I would also point out that the effective battery life of my laptop is about three hours and I regularly work in cafes, bus shelters and park benches. I’ll often go back to Starbucks to get a coffee and a charge up during the day.
Once you factor in disturbances, three hours is about 50% of your day, which means with an Origami (or other device), you could be 50% more mobile. 50% is a big number!
Slow Boot-up Time
This is an issue for any device that loads a substantial operating system. Having said that, I don’t think that a reboot is as frequent as folks make out. For example, I haven’t rebooted my laptop for about three or four weeks, and its a developer machine.
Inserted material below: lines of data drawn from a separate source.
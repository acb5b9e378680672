pub mod advisor;
pub mod advisory;
pub mod catalog;
pub mod config;
pub mod error;
pub mod image;
pub mod pest;
pub mod presenter;
pub mod report;
pub mod weather;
The Origami is going to run on a limited set of device configurations so I think that once they get passed the usual teething problems it should be pretty stable (of course – adding apps can change that).
Low Screen Resolution
A lot of people have commented that the 800×480 screen resolution is too small to be useful. It is certainly a constraint, but how bad is it really? I created some screenshots and uploaded them to Flickr with various applications open and constrained to that resolution.
For the most part I think the applications would be quite usable, even more so if they get specialised skins for the Origami form factor.
Stolen, Damaged or Infected
Ken has a really good point here, devices that you put into your end users care will get stolen, will get damaged and will get infected, or at least a certain percentage will. How big that percentage is depends on the quality of your hiring process – I’m not kidding!
Still – the enterprise is aggressively purchasing laptops at the moment, and if they aren’t purchasing them for mobility what are they purchasing them for? I think that there is a large category of businesses out there that aren’t well served by desktops or the current breed of laptops and could use the Origami form factor as a low cost solution whilst at the same time getting some mobility.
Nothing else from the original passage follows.